=== Saved data entries ===

▬▬▬▬▬▬▬▬▬▬

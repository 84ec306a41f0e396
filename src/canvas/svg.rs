use std::fmt::Write as _;
use std::path::PathBuf;

use super::{Color, LineCap, VectorCanvas, write_atomic};
use crate::error::Result;
use crate::layout::Point;
use crate::text_metrics::{SystemFontMeasure, TextMeasure};

/// Builds an SVG document. Page points map one-to-one onto SVG user units
/// with the y axis flipped.
#[derive(Debug)]
pub struct SvgCanvas {
    path: Option<PathBuf>,
    background: Color,
    width: f64,
    height: f64,
    title: Option<String>,
    stroke: Color,
    line_width: f64,
    line_cap: LineCap,
    fill: Color,
    font_family: String,
    font_size: f64,
    body: String,
    output: Option<String>,
}

impl SvgCanvas {
    /// A canvas that keeps the finished document in memory.
    pub fn new(background: Color) -> Self {
        Self {
            path: None,
            background,
            width: 0.0,
            height: 0.0,
            title: None,
            stroke: Color::BLACK,
            line_width: 1.0,
            line_cap: LineCap::Butt,
            fill: Color::BLACK,
            font_family: "Helvetica".to_string(),
            font_size: 12.0,
            body: String::new(),
            output: None,
        }
    }

    /// A canvas that also writes the finished document to `path`.
    pub fn to_file(path: impl Into<PathBuf>, background: Color) -> Self {
        Self {
            path: Some(path.into()),
            ..Self::new(background)
        }
    }

    /// The finished document, once `finish` has run.
    pub fn svg(&self) -> Option<&str> {
        self.output.as_deref()
    }

    pub fn into_svg(self) -> Option<String> {
        self.output
    }

    pub(crate) fn page_size(&self) -> (f64, f64) {
        (self.width, self.height)
    }

    fn flip(&self, y: f64) -> f64 {
        self.height - y
    }

    fn build(&self) -> String {
        let (width, height) = (self.width, self.height);
        let mut svg = String::with_capacity(self.body.len() + 512);
        svg.push_str(&format!(
            "<svg xmlns=\"http://www.w3.org/2000/svg\" width=\"{width}pt\" height=\"{height}pt\" viewBox=\"0 0 {width} {height}\">",
        ));
        if let Some(title) = &self.title {
            svg.push_str(&format!("<title>{}</title>", escape_xml(title)));
        }
        svg.push_str(&format!(
            "<rect width=\"100%\" height=\"100%\" fill=\"{}\"/>",
            self.background.to_hex()
        ));
        svg.push_str(&self.body);
        svg.push_str("</svg>");
        svg
    }
}

impl TextMeasure for SvgCanvas {
    fn measure_width(&self, text: &str, font_family: &str, font_size: f64) -> f64 {
        SystemFontMeasure.measure_width(text, font_family, font_size)
    }
}

impl VectorCanvas for SvgCanvas {
    fn set_page_size(&mut self, width: f64, height: f64) {
        self.width = width;
        self.height = height;
    }

    fn set_title(&mut self, title: &str) {
        self.title = Some(title.to_string());
    }

    fn set_stroke_color(&mut self, color: Color) {
        self.stroke = color;
    }

    fn set_line_width(&mut self, width: f64) {
        self.line_width = width;
    }

    fn set_line_cap(&mut self, cap: LineCap) {
        self.line_cap = cap;
    }

    fn line(&mut self, from: Point, to: Point) {
        let _ = write!(
            self.body,
            "<line x1=\"{:.3}\" y1=\"{:.3}\" x2=\"{:.3}\" y2=\"{:.3}\" stroke=\"{}\" stroke-width=\"{:.3}\" stroke-linecap=\"{}\"/>",
            from.x,
            self.flip(from.y),
            to.x,
            self.flip(to.y),
            self.stroke.to_hex(),
            self.line_width,
            self.line_cap.svg_name()
        );
    }

    fn set_fill_color(&mut self, color: Color) {
        self.fill = color;
    }

    fn set_font(&mut self, font_family: &str, font_size: f64) {
        self.font_family = font_family.to_string();
        self.font_size = font_size;
    }

    fn draw_text(&mut self, origin: Point, text: &str) {
        let _ = write!(
            self.body,
            "<text x=\"{:.3}\" y=\"{:.3}\" font-family=\"{}\" font-size=\"{}\" fill=\"{}\">{}</text>",
            origin.x,
            self.flip(origin.y),
            escape_xml(&self.font_family),
            self.font_size,
            self.fill.to_hex(),
            escape_xml(text)
        );
    }

    fn finish(&mut self) -> Result<()> {
        let svg = self.build();
        if let Some(path) = &self.path {
            write_atomic(path, svg.as_bytes())?;
        }
        self.output = Some(svg);
        Ok(())
    }
}

fn escape_xml(input: &str) -> String {
    input
        .replace('&', "&amp;")
        .replace('<', "&lt;")
        .replace('>', "&gt;")
        .replace('"', "&quot;")
        .replace('\'', "&apos;")
}
use std::path::PathBuf;

use pdf_writer::types::LineCapStyle;
use pdf_writer::{Content, Finish, Name, Pdf, Rect, Ref, Str, TextStr};

use super::{Color, LineCap, VectorCanvas, write_atomic};
use crate::error::Result;
use crate::layout::Point;
use crate::text_metrics::{TextMeasure, helvetica_width};

const FONT_NAME: Name<'static> = Name(b"F1");

/// Single-page PDF. Text is set in the base-14 Helvetica font, so no font
/// data is embedded and any requested family falls back to Helvetica.
pub struct PdfCanvas {
    path: Option<PathBuf>,
    width: f64,
    height: f64,
    title: Option<String>,
    content: Content,
    font_size: f64,
    output: Option<Vec<u8>>,
}

impl PdfCanvas {
    pub fn new() -> Self {
        Self {
            path: None,
            width: 0.0,
            height: 0.0,
            title: None,
            content: Content::new(),
            font_size: 12.0,
            output: None,
        }
    }

    pub fn to_file(path: impl Into<PathBuf>) -> Self {
        Self {
            path: Some(path.into()),
            ..Self::new()
        }
    }

    /// The finished document, once `finish` has run.
    pub fn bytes(&self) -> Option<&[u8]> {
        self.output.as_deref()
    }

    fn build(&mut self) -> Vec<u8> {
        let catalog_id = Ref::new(1);
        let page_tree_id = Ref::new(2);
        let page_id = Ref::new(3);
        let font_id = Ref::new(4);
        let content_id = Ref::new(5);
        let info_id = Ref::new(6);

        let mut pdf = Pdf::new();
        pdf.catalog(catalog_id).pages(page_tree_id);
        pdf.pages(page_tree_id).kids([page_id]).count(1);

        let mut page = pdf.page(page_id);
        page.media_box(Rect::new(0.0, 0.0, self.width as f32, self.height as f32));
        page.parent(page_tree_id);
        page.contents(content_id);
        page.resources().fonts().pair(FONT_NAME, font_id);
        page.finish();

        pdf.type1_font(font_id).base_font(Name(b"Helvetica"));

        let content = std::mem::replace(&mut self.content, Content::new());
        pdf.stream(content_id, &content.finish());

        if let Some(title) = &self.title {
            pdf.document_info(info_id)
                .title(TextStr(title.as_str()))
                .creator(TextStr(concat!("moa-target ", env!("CARGO_PKG_VERSION"))));
        }

        pdf.finish()
    }
}

impl Default for PdfCanvas {
    fn default() -> Self {
        Self::new()
    }
}

impl TextMeasure for PdfCanvas {
    fn measure_width(&self, text: &str, _font_family: &str, font_size: f64) -> f64 {
        helvetica_width(text, font_size)
    }
}

impl VectorCanvas for PdfCanvas {
    fn set_page_size(&mut self, width: f64, height: f64) {
        self.width = width;
        self.height = height;
    }

    fn set_title(&mut self, title: &str) {
        self.title = Some(title.to_string());
    }

    fn set_stroke_color(&mut self, color: Color) {
        let (r, g, b) = color.unit_rgb();
        self.content.set_stroke_rgb(r, g, b);
    }

    fn set_line_width(&mut self, width: f64) {
        self.content.set_line_width(width as f32);
    }

    fn set_line_cap(&mut self, cap: LineCap) {
        self.content.set_line_cap(match cap {
            LineCap::Butt => LineCapStyle::ButtCap,
            LineCap::Round => LineCapStyle::RoundCap,
            LineCap::Square => LineCapStyle::ProjectingSquareCap,
        });
    }

    fn line(&mut self, from: Point, to: Point) {
        self.content
            .move_to(from.x as f32, from.y as f32)
            .line_to(to.x as f32, to.y as f32)
            .stroke();
    }

    fn set_fill_color(&mut self, color: Color) {
        let (r, g, b) = color.unit_rgb();
        self.content.set_fill_rgb(r, g, b);
    }

    fn set_font(&mut self, _font_family: &str, font_size: f64) {
        self.font_size = font_size;
    }

    fn draw_text(&mut self, origin: Point, text: &str) {
        // Helvetica here uses a single-byte encoding; anything else shows as '?'.
        let encoded: Vec<u8> = text
            .chars()
            .map(|ch| if ch.is_ascii() { ch as u8 } else { b'?' })
            .collect();
        self.content
            .begin_text()
            .set_font(FONT_NAME, self.font_size as f32)
            .next_line(origin.x as f32, origin.y as f32)
            .show(Str(&encoded))
            .end_text();
    }

    fn finish(&mut self) -> Result<()> {
        let bytes = self.build();
        if let Some(path) = &self.path {
            write_atomic(path, &bytes)?;
        }
        self.output = Some(bytes);
        Ok(())
    }
}
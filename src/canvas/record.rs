use super::{Color, LineCap, VectorCanvas};
use crate::error::Result;
use crate::layout::Point;
use crate::text_metrics::{TextMeasure, helvetica_width};

#[derive(Debug, Clone, PartialEq)]
pub enum DrawCommand {
    PageSize { width: f64, height: f64 },
    Title(String),
    StrokeColor(Color),
    LineWidth(f64),
    LineCap(LineCap),
    Line { from: Point, to: Point },
    FillColor(Color),
    Font { family: String, size: f64 },
    Text { origin: Point, text: String },
    Finish,
}

/// Keeps every call instead of producing a document. Text is measured with
/// Helvetica metrics so recordings are identical on every machine.
#[derive(Debug, Default, Clone)]
pub struct RecordingCanvas {
    pub commands: Vec<DrawCommand>,
}

impl RecordingCanvas {
    pub fn new() -> Self {
        Self::default()
    }

    pub fn lines(&self) -> impl Iterator<Item = (Point, Point)> + '_ {
        self.commands.iter().filter_map(|cmd| match cmd {
            DrawCommand::Line { from, to } => Some((*from, *to)),
            _ => None,
        })
    }

    pub fn texts(&self) -> impl Iterator<Item = (Point, &str)> + '_ {
        self.commands.iter().filter_map(|cmd| match cmd {
            DrawCommand::Text { origin, text } => Some((*origin, text.as_str())),
            _ => None,
        })
    }

    pub fn title(&self) -> Option<&str> {
        self.commands.iter().find_map(|cmd| match cmd {
            DrawCommand::Title(title) => Some(title.as_str()),
            _ => None,
        })
    }

    pub fn is_finished(&self) -> bool {
        matches!(self.commands.last(), Some(DrawCommand::Finish))
    }
}

impl TextMeasure for RecordingCanvas {
    fn measure_width(&self, text: &str, _font_family: &str, font_size: f64) -> f64 {
        helvetica_width(text, font_size)
    }
}

impl VectorCanvas for RecordingCanvas {
    fn set_page_size(&mut self, width: f64, height: f64) {
        self.commands.push(DrawCommand::PageSize { width, height });
    }

    fn set_title(&mut self, title: &str) {
        self.commands.push(DrawCommand::Title(title.to_string()));
    }

    fn set_stroke_color(&mut self, color: Color) {
        self.commands.push(DrawCommand::StrokeColor(color));
    }

    fn set_line_width(&mut self, width: f64) {
        self.commands.push(DrawCommand::LineWidth(width));
    }

    fn set_line_cap(&mut self, cap: LineCap) {
        self.commands.push(DrawCommand::LineCap(cap));
    }

    fn line(&mut self, from: Point, to: Point) {
        self.commands.push(DrawCommand::Line { from, to });
    }

    fn set_fill_color(&mut self, color: Color) {
        self.commands.push(DrawCommand::FillColor(color));
    }

    fn set_font(&mut self, font_family: &str, font_size: f64) {
        self.commands.push(DrawCommand::Font {
            family: font_family.to_string(),
            size: font_size,
        });
    }

    fn draw_text(&mut self, origin: Point, text: &str) {
        self.commands.push(DrawCommand::Text {
            origin,
            text: text.to_string(),
        });
    }

    fn finish(&mut self) -> Result<()> {
        self.commands.push(DrawCommand::Finish);
        Ok(())
    }
}
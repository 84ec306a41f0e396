use crate::angular::CellFormula;
use crate::canvas::LineCap;
use crate::target::POINTS_PER_INCH;
use crate::theme::Theme;
use serde::{Deserialize, Serialize};
use std::path::Path;

#[derive(Debug, Clone, PartialEq, Serialize, Deserialize)]
pub struct PageConfig {
    pub width: f64,
    pub height: f64,
    pub margin: f64,
}

impl Default for PageConfig {
    fn default() -> Self {
        Self {
            width: 8.5 * POINTS_PER_INCH,
            height: 11.0 * POINTS_PER_INCH,
            margin: 0.5 * POINTS_PER_INCH,
        }
    }
}

#[derive(Debug, Clone, PartialEq, Default, Serialize, Deserialize)]
pub struct LayoutConfig {
    pub cell_formula: CellFormula,
    /// Height of the caption's center above the page bottom. Defaults to the
    /// margin when unset.
    pub caption_y: Option<f64>,
}

#[derive(Debug, Clone, PartialEq, Serialize, Deserialize)]
pub struct RenderConfig {
    /// Pixels per point for PNG output.
    pub png_scale: f32,
}

impl Default for RenderConfig {
    fn default() -> Self {
        Self { png_scale: 2.0 }
    }
}

#[derive(Debug, Clone, PartialEq, Default)]
pub struct Config {
    pub theme: Theme,
    pub page: PageConfig,
    pub layout: LayoutConfig,
    pub render: RenderConfig,
}

#[derive(Debug, Default, Deserialize)]
#[serde(rename_all = "camelCase")]
struct ThemeFile {
    font_family: Option<String>,
    caption_font_size: Option<f64>,
    label_font_size: Option<f64>,
    line_color: Option<String>,
    line_width: Option<f64>,
    line_cap: Option<LineCap>,
    text_color: Option<String>,
    overlay_color: Option<String>,
    overlay_width: Option<f64>,
    label_color: Option<String>,
    background: Option<String>,
}

#[derive(Debug, Default, Deserialize)]
#[serde(rename_all = "camelCase")]
struct PageFile {
    width: Option<f64>,
    height: Option<f64>,
    margin: Option<f64>,
    /// Lengths in inches instead of points.
    #[serde(default)]
    inches: bool,
}

#[derive(Debug, Default, Deserialize)]
#[serde(rename_all = "camelCase")]
struct ConfigFile {
    theme: Option<String>,
    theme_variables: Option<ThemeFile>,
    page: Option<PageFile>,
    cell_formula: Option<CellFormula>,
    caption_y: Option<f64>,
    png_scale: Option<f32>,
}

/// Loads a JSON config file, merging whatever it sets onto the defaults.
pub fn load_config(path: Option<&Path>) -> anyhow::Result<Config> {
    let Some(path) = path else {
        return Ok(Config::default());
    };
    let contents = std::fs::read_to_string(path)?;
    parse_config(&contents)
}

pub fn parse_config(contents: &str) -> anyhow::Result<Config> {
    let mut config = Config::default();
    let parsed: ConfigFile = serde_json::from_str(contents)?;

    if let Some(theme_name) = parsed.theme.as_deref() {
        match theme_name {
            "classic" | "default" => config.theme = Theme::classic(),
            "light" => config.theme = Theme::light(),
            other => anyhow::bail!("unknown theme {other:?} (expected \"classic\" or \"light\")"),
        }
    }

    if let Some(vars) = parsed.theme_variables {
        if let Some(v) = vars.font_family {
            config.theme.font_family = v;
        }
        if let Some(v) = vars.caption_font_size {
            config.theme.caption_font_size = v;
        }
        if let Some(v) = vars.label_font_size {
            config.theme.label_font_size = v;
        }
        if let Some(v) = vars.line_color {
            config.theme.line_color = v;
        }
        if let Some(v) = vars.line_width {
            config.theme.line_width = v;
        }
        if let Some(v) = vars.line_cap {
            config.theme.line_cap = v;
        }
        if let Some(v) = vars.text_color {
            config.theme.text_color = v;
        }
        if let Some(v) = vars.overlay_color {
            config.theme.overlay_color = v;
        }
        if let Some(v) = vars.overlay_width {
            config.theme.overlay_width = v;
        }
        if let Some(v) = vars.label_color {
            config.theme.label_color = v;
        }
        if let Some(v) = vars.background {
            config.theme.background = v;
        }
    }

    if let Some(page) = parsed.page {
        let unit = if page.inches { POINTS_PER_INCH } else { 1.0 };
        if let Some(v) = page.width {
            config.page.width = v * unit;
        }
        if let Some(v) = page.height {
            config.page.height = v * unit;
        }
        if let Some(v) = page.margin {
            config.page.margin = v * unit;
        }
    }

    if let Some(v) = parsed.cell_formula {
        config.layout.cell_formula = v;
    }
    if parsed.caption_y.is_some() {
        config.layout.caption_y = parsed.caption_y;
    }
    if let Some(v) = parsed.png_scale {
        config.render.png_scale = v;
    }

    Ok(config)
}

#[cfg(test)]
mod tests {
    use super::*;

    #[test]
    fn empty_file_keeps_defaults() {
        let config = parse_config("{}").unwrap();
        assert_eq!(config, Config::default());
    }

    #[test]
    fn merges_theme_variables_over_preset() {
        let config = parse_config(
            r##"{"theme": "light", "themeVariables": {"labelFontSize": 48, "lineCap": "square"}}"##,
        )
        .unwrap();
        assert_eq!(config.theme.label_font_size, 48.0);
        assert_eq!(config.theme.line_cap, LineCap::Square);
        assert_eq!(config.theme.overlay_color, Theme::light().overlay_color);
    }

    #[test]
    fn page_in_inches() {
        let config =
            parse_config(r#"{"page": {"width": 8.27, "height": 11.69, "margin": 0.25, "inches": true}}"#).unwrap();
        assert!((config.page.width - 595.44).abs() < 1e-9);
        assert_eq!(config.page.margin, 18.0);
    }

    #[test]
    fn legacy_formula() {
        let config = parse_config(r#"{"cellFormula": "linear"}"#).unwrap();
        assert_eq!(config.layout.cell_formula, CellFormula::Linear);
    }

    #[test]
    fn rejects_unknown_theme() {
        assert!(parse_config(r#"{"theme": "neon"}"#).is_err());
    }

    #[test]
    fn background_comes_from_theme() {
        let config = parse_config(r##"{"themeVariables": {"background": "#FFFFF0"}}"##).unwrap();
        assert_eq!(config.theme.background, "#FFFFF0");
    }
}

▬▬▬▬▬▬▬▬▬▬

=== YOUR TASK ===
Within the records above, find every line holding the word "instead" and give the total as a bare number.

=== SOLUTION TO THE PROBLEM ===
2